Work item:
Scan the records for "shared" and copy each line that contains it.

(Supplied records)

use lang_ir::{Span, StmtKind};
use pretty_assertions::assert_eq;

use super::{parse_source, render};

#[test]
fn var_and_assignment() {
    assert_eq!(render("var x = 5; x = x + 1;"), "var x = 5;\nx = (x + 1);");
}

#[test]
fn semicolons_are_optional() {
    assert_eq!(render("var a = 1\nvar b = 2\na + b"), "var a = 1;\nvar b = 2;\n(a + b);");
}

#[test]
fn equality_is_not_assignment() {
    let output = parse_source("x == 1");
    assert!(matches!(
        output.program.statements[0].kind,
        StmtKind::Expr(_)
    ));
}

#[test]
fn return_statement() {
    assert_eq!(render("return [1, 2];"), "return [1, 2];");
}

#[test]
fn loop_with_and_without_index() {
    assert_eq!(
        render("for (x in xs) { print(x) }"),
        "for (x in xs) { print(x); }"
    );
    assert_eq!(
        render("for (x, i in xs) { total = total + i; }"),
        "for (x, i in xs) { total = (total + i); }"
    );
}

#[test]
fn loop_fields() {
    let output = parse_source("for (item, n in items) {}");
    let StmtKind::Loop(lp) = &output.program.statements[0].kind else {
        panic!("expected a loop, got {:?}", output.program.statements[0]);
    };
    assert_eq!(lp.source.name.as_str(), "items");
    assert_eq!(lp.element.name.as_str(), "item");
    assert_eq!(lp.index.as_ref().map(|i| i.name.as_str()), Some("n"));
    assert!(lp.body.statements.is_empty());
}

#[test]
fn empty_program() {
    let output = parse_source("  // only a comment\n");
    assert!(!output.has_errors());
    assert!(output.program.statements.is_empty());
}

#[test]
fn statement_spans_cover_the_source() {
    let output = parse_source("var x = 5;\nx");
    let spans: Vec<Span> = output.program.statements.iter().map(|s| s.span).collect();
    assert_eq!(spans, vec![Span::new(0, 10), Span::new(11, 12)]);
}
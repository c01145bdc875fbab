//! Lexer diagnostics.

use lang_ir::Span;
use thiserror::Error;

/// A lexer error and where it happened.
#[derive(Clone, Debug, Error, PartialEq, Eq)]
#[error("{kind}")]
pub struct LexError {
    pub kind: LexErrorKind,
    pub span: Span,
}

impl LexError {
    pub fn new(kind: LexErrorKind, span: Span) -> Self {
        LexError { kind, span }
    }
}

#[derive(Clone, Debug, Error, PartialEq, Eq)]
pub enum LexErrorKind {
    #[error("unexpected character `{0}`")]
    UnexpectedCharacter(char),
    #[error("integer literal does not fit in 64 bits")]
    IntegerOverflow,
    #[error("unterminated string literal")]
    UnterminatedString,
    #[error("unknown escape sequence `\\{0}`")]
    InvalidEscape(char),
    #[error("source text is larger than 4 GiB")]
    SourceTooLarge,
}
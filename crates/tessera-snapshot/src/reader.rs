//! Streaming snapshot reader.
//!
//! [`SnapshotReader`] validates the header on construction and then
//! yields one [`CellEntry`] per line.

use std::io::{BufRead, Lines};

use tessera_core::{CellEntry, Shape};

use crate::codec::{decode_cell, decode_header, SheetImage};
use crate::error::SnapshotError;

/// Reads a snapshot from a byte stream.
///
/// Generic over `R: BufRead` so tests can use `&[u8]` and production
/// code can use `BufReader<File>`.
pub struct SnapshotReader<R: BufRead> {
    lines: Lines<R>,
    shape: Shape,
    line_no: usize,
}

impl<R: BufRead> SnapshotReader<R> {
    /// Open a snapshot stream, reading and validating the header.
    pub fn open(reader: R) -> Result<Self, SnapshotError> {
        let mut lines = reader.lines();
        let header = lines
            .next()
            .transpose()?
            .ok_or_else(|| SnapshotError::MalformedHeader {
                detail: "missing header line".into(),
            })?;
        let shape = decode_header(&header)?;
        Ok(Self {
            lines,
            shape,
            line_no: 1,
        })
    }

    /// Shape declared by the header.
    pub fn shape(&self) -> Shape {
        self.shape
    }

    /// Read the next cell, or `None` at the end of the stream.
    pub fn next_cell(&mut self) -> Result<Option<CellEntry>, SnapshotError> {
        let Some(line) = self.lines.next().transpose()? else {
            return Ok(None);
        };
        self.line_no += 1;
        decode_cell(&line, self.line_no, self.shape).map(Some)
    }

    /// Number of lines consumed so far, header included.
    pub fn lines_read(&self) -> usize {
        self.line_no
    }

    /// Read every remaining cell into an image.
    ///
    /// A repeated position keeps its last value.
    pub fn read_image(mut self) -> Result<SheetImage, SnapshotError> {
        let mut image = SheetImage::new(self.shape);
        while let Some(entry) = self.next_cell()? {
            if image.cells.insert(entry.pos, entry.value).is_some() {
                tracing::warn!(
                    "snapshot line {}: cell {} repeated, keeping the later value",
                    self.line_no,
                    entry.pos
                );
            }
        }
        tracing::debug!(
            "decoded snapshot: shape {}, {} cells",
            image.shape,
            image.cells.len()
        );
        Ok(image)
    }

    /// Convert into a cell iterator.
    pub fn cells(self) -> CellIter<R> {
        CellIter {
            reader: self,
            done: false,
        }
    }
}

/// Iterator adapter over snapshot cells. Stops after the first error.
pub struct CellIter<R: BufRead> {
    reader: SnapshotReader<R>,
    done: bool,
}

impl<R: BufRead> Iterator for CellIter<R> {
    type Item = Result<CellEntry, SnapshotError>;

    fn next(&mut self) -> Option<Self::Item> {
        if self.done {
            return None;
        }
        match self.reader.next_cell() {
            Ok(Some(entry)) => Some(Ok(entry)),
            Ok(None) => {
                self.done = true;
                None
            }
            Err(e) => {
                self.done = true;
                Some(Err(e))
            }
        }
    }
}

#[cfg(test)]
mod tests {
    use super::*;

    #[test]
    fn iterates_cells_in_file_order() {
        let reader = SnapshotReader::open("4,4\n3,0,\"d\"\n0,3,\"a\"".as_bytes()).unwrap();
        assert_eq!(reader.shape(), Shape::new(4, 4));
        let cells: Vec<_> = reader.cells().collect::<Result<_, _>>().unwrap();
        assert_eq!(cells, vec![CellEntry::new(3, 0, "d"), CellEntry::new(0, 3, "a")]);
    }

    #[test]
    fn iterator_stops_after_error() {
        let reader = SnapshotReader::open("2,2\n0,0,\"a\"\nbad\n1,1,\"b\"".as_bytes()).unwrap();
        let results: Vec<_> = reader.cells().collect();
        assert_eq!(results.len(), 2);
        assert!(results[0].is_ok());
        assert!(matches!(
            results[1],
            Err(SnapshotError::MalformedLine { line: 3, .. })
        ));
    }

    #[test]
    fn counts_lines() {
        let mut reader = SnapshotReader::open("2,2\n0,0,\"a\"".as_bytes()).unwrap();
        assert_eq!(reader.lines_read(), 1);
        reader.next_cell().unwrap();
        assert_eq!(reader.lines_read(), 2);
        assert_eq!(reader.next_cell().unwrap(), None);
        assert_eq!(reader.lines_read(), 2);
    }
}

(End Supplied records)
(Supplied records)

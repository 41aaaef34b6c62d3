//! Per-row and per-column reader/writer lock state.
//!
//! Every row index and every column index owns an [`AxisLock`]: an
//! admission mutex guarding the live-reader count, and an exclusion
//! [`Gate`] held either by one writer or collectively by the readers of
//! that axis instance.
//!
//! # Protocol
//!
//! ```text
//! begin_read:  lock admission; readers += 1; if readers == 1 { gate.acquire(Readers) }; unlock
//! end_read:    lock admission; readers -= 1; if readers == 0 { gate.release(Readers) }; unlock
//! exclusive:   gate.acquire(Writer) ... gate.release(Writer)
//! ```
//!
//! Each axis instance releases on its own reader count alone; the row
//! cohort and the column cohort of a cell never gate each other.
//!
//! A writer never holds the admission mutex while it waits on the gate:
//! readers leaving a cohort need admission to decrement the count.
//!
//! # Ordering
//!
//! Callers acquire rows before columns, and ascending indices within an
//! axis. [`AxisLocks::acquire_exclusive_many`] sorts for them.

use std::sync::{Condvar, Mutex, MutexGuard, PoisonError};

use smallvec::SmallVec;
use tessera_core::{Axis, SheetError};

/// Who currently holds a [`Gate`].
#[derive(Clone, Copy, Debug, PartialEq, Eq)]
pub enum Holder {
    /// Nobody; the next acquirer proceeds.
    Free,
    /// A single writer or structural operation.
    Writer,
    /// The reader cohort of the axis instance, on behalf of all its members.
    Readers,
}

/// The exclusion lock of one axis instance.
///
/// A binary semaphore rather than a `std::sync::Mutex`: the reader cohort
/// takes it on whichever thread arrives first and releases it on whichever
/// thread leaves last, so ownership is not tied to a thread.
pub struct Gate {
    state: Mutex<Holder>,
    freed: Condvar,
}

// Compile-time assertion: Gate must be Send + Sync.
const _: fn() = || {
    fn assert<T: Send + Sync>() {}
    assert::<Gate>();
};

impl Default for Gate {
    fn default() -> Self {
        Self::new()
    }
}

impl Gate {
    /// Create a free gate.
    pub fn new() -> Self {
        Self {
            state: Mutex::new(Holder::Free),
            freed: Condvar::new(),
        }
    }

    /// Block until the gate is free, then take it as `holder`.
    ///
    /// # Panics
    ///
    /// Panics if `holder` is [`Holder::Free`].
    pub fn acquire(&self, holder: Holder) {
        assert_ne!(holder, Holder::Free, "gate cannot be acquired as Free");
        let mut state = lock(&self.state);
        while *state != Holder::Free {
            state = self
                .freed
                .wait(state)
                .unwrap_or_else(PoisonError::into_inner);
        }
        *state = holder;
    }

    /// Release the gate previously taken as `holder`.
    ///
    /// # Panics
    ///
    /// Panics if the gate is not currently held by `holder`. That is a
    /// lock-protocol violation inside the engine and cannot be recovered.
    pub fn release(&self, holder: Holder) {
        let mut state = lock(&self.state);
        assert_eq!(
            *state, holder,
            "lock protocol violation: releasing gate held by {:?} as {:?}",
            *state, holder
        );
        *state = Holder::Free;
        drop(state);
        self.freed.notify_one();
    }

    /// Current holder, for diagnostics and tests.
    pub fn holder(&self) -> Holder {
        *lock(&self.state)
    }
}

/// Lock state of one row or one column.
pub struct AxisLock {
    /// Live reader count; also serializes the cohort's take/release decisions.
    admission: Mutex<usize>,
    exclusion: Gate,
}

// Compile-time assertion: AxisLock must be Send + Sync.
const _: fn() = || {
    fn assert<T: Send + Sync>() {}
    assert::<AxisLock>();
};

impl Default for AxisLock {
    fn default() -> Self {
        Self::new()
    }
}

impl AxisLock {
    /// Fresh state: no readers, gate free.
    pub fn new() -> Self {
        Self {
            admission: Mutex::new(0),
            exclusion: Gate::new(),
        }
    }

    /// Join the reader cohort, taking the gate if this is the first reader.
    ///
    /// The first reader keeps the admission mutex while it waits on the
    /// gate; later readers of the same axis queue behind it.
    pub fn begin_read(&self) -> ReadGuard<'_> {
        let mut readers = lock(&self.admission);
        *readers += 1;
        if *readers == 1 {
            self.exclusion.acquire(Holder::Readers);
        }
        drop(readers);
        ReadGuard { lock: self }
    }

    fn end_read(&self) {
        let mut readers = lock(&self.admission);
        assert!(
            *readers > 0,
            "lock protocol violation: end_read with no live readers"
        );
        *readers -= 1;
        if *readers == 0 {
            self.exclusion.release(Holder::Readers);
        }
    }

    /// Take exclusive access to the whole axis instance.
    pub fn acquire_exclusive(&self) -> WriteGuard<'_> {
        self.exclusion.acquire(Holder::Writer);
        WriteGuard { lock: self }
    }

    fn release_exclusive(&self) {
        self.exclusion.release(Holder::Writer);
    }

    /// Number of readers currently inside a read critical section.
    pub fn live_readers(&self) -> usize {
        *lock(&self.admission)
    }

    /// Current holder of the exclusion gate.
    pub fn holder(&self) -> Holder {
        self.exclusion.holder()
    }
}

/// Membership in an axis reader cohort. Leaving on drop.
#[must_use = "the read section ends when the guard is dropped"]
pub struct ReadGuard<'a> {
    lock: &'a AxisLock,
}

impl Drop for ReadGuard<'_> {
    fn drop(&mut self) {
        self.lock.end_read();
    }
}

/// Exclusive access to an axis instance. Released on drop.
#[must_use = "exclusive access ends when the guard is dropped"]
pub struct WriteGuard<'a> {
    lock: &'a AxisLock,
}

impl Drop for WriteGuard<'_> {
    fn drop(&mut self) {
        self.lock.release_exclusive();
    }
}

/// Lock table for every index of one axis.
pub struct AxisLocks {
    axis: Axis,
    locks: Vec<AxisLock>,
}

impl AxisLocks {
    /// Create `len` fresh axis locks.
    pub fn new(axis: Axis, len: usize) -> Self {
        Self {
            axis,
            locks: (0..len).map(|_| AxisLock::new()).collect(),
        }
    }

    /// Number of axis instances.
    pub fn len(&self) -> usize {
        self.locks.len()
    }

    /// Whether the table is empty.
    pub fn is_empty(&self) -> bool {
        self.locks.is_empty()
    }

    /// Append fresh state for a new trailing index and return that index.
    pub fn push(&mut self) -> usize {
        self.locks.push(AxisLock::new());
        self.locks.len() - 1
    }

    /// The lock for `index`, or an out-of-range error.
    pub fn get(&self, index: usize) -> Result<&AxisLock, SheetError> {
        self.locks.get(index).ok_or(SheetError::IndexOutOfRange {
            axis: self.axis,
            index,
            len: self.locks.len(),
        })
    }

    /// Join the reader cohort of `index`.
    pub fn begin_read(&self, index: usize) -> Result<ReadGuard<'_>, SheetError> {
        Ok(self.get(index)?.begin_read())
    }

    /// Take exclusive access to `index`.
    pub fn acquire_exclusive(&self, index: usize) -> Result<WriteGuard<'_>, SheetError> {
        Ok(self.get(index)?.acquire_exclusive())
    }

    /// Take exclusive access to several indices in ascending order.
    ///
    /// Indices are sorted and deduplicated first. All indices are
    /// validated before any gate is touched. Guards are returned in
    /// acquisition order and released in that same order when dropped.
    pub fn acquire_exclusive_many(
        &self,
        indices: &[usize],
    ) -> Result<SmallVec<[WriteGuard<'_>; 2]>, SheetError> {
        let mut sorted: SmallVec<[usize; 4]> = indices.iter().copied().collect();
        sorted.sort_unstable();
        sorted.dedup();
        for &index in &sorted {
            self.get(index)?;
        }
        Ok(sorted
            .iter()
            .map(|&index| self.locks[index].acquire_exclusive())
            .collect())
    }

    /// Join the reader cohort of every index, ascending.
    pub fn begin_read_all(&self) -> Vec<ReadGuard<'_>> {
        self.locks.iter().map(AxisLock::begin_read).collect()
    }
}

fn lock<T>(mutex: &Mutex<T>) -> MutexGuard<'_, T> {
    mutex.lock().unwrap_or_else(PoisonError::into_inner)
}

(End Supplied records)
(Supplied records)

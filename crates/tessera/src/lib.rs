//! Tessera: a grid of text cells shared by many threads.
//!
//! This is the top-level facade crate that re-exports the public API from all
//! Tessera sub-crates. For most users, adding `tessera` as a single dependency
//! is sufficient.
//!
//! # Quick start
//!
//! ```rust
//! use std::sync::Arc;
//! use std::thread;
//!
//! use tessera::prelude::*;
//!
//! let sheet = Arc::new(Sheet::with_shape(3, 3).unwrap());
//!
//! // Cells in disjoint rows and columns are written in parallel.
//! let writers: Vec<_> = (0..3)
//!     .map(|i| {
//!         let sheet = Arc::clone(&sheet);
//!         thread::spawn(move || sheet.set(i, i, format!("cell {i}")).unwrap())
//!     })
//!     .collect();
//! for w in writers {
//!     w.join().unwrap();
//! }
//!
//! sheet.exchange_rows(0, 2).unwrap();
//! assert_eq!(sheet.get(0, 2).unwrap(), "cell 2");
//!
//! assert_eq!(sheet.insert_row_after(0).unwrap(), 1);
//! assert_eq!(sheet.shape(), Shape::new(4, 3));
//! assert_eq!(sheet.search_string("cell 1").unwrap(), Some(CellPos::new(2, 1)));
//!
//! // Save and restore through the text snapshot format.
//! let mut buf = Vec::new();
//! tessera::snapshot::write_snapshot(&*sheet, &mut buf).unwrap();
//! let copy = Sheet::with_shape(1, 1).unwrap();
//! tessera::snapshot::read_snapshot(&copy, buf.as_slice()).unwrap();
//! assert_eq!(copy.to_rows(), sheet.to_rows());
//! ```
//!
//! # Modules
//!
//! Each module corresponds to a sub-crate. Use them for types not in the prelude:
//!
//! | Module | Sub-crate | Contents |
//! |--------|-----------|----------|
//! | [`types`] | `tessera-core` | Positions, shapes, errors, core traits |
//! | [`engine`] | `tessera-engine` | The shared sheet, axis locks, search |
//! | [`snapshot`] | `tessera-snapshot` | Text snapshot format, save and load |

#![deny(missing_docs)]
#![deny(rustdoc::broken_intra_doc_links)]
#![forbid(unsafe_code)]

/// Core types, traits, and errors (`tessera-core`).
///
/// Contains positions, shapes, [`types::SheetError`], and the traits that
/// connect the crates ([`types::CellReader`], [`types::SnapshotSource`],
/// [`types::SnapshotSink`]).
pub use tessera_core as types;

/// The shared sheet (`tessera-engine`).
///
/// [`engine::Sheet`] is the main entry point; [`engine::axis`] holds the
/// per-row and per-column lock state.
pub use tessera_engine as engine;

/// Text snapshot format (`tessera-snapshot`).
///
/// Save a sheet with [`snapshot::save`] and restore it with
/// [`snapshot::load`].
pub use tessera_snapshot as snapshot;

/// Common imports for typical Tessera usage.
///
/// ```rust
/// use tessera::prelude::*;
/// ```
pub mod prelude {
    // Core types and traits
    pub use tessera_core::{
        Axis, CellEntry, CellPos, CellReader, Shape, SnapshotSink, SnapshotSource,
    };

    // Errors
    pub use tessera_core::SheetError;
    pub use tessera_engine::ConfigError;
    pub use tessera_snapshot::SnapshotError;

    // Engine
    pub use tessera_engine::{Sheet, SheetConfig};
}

(End Supplied records)

Answer area:
//! Tessera: a grid of text cells shared by many threads.
//! | [`engine`] | `tessera-engine` | The shared sheet, axis locks, search |
/// The shared sheet (`tessera-engine`).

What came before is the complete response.